[Stored entries]
==============================

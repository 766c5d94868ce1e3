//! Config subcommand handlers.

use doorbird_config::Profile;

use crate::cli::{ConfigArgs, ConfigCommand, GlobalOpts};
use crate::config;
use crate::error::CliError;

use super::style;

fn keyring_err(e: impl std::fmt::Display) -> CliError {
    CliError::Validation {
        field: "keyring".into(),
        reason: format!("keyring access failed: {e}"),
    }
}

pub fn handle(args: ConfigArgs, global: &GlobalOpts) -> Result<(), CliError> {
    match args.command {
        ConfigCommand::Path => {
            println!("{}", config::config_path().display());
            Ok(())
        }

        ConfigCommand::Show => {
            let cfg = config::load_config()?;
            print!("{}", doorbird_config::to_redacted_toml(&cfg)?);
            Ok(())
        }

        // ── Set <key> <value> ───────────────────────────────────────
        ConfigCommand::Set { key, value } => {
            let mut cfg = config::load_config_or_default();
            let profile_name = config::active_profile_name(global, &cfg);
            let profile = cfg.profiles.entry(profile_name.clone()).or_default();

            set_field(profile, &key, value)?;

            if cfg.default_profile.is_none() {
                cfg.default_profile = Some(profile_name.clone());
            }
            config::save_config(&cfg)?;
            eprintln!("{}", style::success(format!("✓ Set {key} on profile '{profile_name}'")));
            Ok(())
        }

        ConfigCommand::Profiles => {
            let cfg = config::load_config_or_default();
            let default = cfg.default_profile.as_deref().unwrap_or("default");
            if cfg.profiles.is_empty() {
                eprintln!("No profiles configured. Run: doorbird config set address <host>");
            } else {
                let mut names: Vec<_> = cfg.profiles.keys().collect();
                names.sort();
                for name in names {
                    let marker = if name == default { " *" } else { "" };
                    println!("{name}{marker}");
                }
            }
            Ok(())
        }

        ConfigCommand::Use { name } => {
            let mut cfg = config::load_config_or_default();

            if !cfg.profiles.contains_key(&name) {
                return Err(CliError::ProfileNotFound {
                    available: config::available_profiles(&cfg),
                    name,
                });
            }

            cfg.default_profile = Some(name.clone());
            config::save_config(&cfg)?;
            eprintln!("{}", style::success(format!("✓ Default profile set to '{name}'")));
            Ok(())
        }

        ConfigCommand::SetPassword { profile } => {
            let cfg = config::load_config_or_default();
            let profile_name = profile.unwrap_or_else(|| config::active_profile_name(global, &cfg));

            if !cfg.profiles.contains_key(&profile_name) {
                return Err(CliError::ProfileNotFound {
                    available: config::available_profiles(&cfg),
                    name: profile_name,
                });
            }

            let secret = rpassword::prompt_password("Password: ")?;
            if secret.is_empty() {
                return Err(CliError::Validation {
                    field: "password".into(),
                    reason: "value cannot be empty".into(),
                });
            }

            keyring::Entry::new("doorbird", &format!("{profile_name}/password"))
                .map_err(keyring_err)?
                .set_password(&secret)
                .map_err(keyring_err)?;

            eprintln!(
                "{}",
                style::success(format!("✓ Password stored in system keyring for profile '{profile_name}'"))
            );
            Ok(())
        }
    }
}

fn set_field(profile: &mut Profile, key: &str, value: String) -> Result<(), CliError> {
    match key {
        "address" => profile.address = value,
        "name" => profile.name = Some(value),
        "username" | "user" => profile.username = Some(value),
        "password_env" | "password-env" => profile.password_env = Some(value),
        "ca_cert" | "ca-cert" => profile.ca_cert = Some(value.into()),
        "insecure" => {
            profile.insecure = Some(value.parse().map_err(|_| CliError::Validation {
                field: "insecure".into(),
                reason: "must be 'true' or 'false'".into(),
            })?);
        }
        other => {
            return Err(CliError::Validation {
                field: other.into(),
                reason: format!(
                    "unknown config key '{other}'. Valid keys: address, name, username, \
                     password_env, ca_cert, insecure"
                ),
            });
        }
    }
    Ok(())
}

==============================

ASSIGNMENT
Show a copy of each line from the records above in which the string "Result" occurs.

EXPECTED ANSWER
pub fn handle(args: ConfigArgs, global: &GlobalOpts) -> Result<(), CliError> {
fn set_field(profile: &mut Profile, key: &str, value: String) -> Result<(), CliError> {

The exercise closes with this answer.